II – Les conséquences pratiques
La solution de la décision est valable aussi bien pour l’interprétation du 3ème alinéa du a ter du I de l’article 219 du CGI que pour le 3ème alinéa du a quinquies de ce même article, qui reprend en substance la même définition des titres de participation et qui est cité dans le premier considérant de la décision.
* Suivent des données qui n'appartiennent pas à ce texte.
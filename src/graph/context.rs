//! Graph contexts for degree queries.
//!
//! A vertex is always evaluated against the graph that owns it. Only two
//! kinds of graph are meaningful here, so the context is a closed enum:
//! undirected graphs report a single degree, directed graphs report in- and
//! out-degree separately.

use std::any::Any;
use std::fmt;

use petgraph::graph::{Graph, IndexType, NodeIndex};
use petgraph::stable_graph::StableGraph;
use petgraph::{Directed, Direction, Undirected};
use serde::Serialize;

use super::degree::DegreePair;

/// Errors raised while querying a graph context for degrees.
#[derive(Debug, Clone, PartialEq, Eq, thiserror::Error)]
pub enum DegreeError {
    /// The context object is neither a directed nor an undirected graph.
    #[error("unsupported graph kind: context must be a directed or undirected graph")]
    UnsupportedGraphKind,

    /// The vertex does not belong to the graph it was paired with.
    #[error("vertex {index} is not present in the context graph")]
    VertexNotFound { index: usize },
}

/// Result type alias for degree queries.
pub type DegreeResult<T> = Result<T, DegreeError>;

/// Degree queries offered by an undirected graph.
pub trait UndirectedDegree<V> {
    /// Number of edges incident to `vertex`.
    fn degree(&self, vertex: V) -> DegreeResult<usize>;
}

/// Degree queries offered by a directed graph.
pub trait DirectedDegree<V> {
    /// Number of edges ending at `vertex`.
    fn in_degree(&self, vertex: V) -> DegreeResult<usize>;

    /// Number of edges starting at `vertex`.
    fn out_degree(&self, vertex: V) -> DegreeResult<usize>;
}

fn missing<Ix: IndexType>(vertex: NodeIndex<Ix>) -> DegreeError {
    DegreeError::VertexNotFound {
        index: vertex.index(),
    }
}

impl<N, E, Ix: IndexType> UndirectedDegree<NodeIndex<Ix>> for Graph<N, E, Undirected, Ix> {
    fn degree(&self, vertex: NodeIndex<Ix>) -> DegreeResult<usize> {
        if self.node_weight(vertex).is_none() {
            return Err(missing(vertex));
        }
        Ok(self.edges(vertex).count())
    }
}

impl<N, E, Ix: IndexType> DirectedDegree<NodeIndex<Ix>> for Graph<N, E, Directed, Ix> {
    fn in_degree(&self, vertex: NodeIndex<Ix>) -> DegreeResult<usize> {
        if self.node_weight(vertex).is_none() {
            return Err(missing(vertex));
        }
        Ok(self.edges_directed(vertex, Direction::Incoming).count())
    }

    fn out_degree(&self, vertex: NodeIndex<Ix>) -> DegreeResult<usize> {
        if self.node_weight(vertex).is_none() {
            return Err(missing(vertex));
        }
        Ok(self.edges_directed(vertex, Direction::Outgoing).count())
    }
}

impl<N, E, Ix: IndexType> UndirectedDegree<NodeIndex<Ix>> for StableGraph<N, E, Undirected, Ix> {
    fn degree(&self, vertex: NodeIndex<Ix>) -> DegreeResult<usize> {
        if !self.contains_node(vertex) {
            return Err(missing(vertex));
        }
        Ok(self.edges(vertex).count())
    }
}

impl<N, E, Ix: IndexType> DirectedDegree<NodeIndex<Ix>> for StableGraph<N, E, Directed, Ix> {
    fn in_degree(&self, vertex: NodeIndex<Ix>) -> DegreeResult<usize> {
        if !self.contains_node(vertex) {
            return Err(missing(vertex));
        }
        Ok(self.edges_directed(vertex, Direction::Incoming).count())
    }

    fn out_degree(&self, vertex: NodeIndex<Ix>) -> DegreeResult<usize> {
        if !self.contains_node(vertex) {
            return Err(missing(vertex));
        }
        Ok(self.edges_directed(vertex, Direction::Outgoing).count())
    }
}

/// Which of the two supported graph kinds a context is.
#[derive(Debug, Clone, Copy, PartialEq, Eq, Hash, Serialize)]
#[serde(rename_all = "lowercase")]
pub enum GraphKind {
    Undirected,
    Directed,
}

impl fmt::Display for GraphKind {
    fn fmt(&self, f: &mut fmt::Formatter<'_>) -> fmt::Result {
        match self {
            Self::Undirected => write!(f, "undirected"),
            Self::Directed => write!(f, "directed"),
        }
    }
}

/// The graph a vertex is evaluated against.
///
/// # Example
///
/// ```rust
/// use isoprune::graph::GraphContext;
/// use petgraph::graph::UnGraph;
///
/// let mut g = UnGraph::<(), ()>::new_undirected();
/// let a = g.add_node(());
/// let b = g.add_node(());
/// g.add_edge(a, b, ());
///
/// let ctx = GraphContext::undirected(&g);
/// let pair = ctx.in_out_degrees(a).unwrap();
/// assert_eq!((pair.in_degree, pair.out_degree), (1, 1));
/// ```
pub enum GraphContext<'g, V> {
    Undirected(&'g dyn UndirectedDegree<V>),
    Directed(&'g dyn DirectedDegree<V>),
}

// Manual impls: a derive would demand `V: Clone`.
impl<V> Clone for GraphContext<'_, V> {
    fn clone(&self) -> Self {
        *self
    }
}

impl<V> Copy for GraphContext<'_, V> {}

impl<V> fmt::Debug for GraphContext<'_, V> {
    fn fmt(&self, f: &mut fmt::Formatter<'_>) -> fmt::Result {
        f.debug_tuple("GraphContext").field(&self.kind()).finish()
    }
}

impl<'g, V> GraphContext<'g, V> {
    /// Wraps an undirected graph.
    pub fn undirected<G>(graph: &'g G) -> Self
    where
        G: UndirectedDegree<V> + 'g,
    {
        Self::Undirected(graph)
    }

    /// Wraps a directed graph.
    pub fn directed<G>(graph: &'g G) -> Self
    where
        G: DirectedDegree<V> + 'g,
    {
        Self::Directed(graph)
    }

    /// Returns the kind of graph behind this context.
    pub fn kind(&self) -> GraphKind {
        match self {
            Self::Undirected(_) => GraphKind::Undirected,
            Self::Directed(_) => GraphKind::Directed,
        }
    }

    /// Computes the (in-degree, out-degree) pair of `vertex`.
    ///
    /// For an undirected graph both components equal the vertex degree.
    pub fn in_out_degrees(&self, vertex: V) -> DegreeResult<DegreePair>
    where
        V: Copy,
    {
        match self {
            Self::Undirected(graph) => graph.degree(vertex).map(DegreePair::symmetric),
            Self::Directed(graph) => Ok(DegreePair::new(
                graph.in_degree(vertex)?,
                graph.out_degree(vertex)?,
            )),
        }
    }
}

impl<'g, Ix: IndexType> GraphContext<'g, NodeIndex<Ix>> {
    /// Builds a context from a type-erased graph.
    ///
    /// Recognises petgraph `Graph` and `StableGraph` of either direction with
    /// node weight `N`, edge weight `E` and index type `Ix`. Anything else
    /// yields [`DegreeError::UnsupportedGraphKind`].
    pub fn from_any<N: 'static, E: 'static>(graph: &'g dyn Any) -> DegreeResult<Self> {
        if let Some(g) = graph.downcast_ref::<Graph<N, E, Undirected, Ix>>() {
            return Ok(Self::undirected(g));
        }
        if let Some(g) = graph.downcast_ref::<Graph<N, E, Directed, Ix>>() {
            return Ok(Self::directed(g));
        }
        if let Some(g) = graph.downcast_ref::<StableGraph<N, E, Undirected, Ix>>() {
            return Ok(Self::undirected(g));
        }
        if let Some(g) = graph.downcast_ref::<StableGraph<N, E, Directed, Ix>>() {
            return Ok(Self::directed(g));
        }
        Err(DegreeError::UnsupportedGraphKind)
    }
}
Elle a donc selon nous vocation à s’appliquer pour l’interprétation de toutes les dispositions du CGI qui reprennent cette définition fiscale des titres de participation2 .
Cette solution n’a pas que des effets favorables pour les contribuables, puisque, conformément à la jurisprudence du Conseil d’Etat relatives aux conséquences des annulations pour excès de pouvoir de la doctrine fiscale (CE, Section, 8 mars 2013 n°353782, Monzani), l’interprétation énoncée au § 270 n’est plus opposable à l’administration sur le fondement de l’article L.80 A du LPF, dans les cas où la présomption serait favorable, pour les exercices clos à compter du 29 mai 2017. C’est le cas lorsqu’une société cède les titres d’une filiale en réalisant une plus-value qu’elle souhaite faire bénéficier du régime du long terme, et que les titres ont été inscrits à tort dans le compte titres de participation.
En revanche, signalons que seul le § 270 ayant été annulé par le Conseil d’Etat, la question se pose de savoir si les entreprises pourraient, si elles y trouvent avantage, se prévaloir du § 140 du BOI-BIC-PVMV-30-10-20120912, qui énonce la même interprétation que le § 270, mais qui n’a pas été annulé3 .
Notes
1 Qui semblait conférer la même portée au classement de titres ouvrant droit au régime mère-fille en titres de participation ou au sous compte long terme d’une autre catégorie du bilan
2 Par exemple le 18ème alinéa du 5° du 1 de l’article 39 du CGI
3 Pour rappel, le Conseil d’Etat a considéré dans le précédent Monzani précité « qu’un redevable peut opposer à l’administration l’interprétation que celle-ci a formellement admise dans un (…) acte, quel qu’il soit, quand bien même un autre acte, exprimant la même interprétation, aurait été annulé pour excès de pouvoir ».
Auteur
Stéphane Austry, avocat associé au sein du département doctrine fiscale, en charge du développement de l’activité contentieuse du cabinet, professeur associé, Ecole de Droit de la Sorbonne, Université Paris I.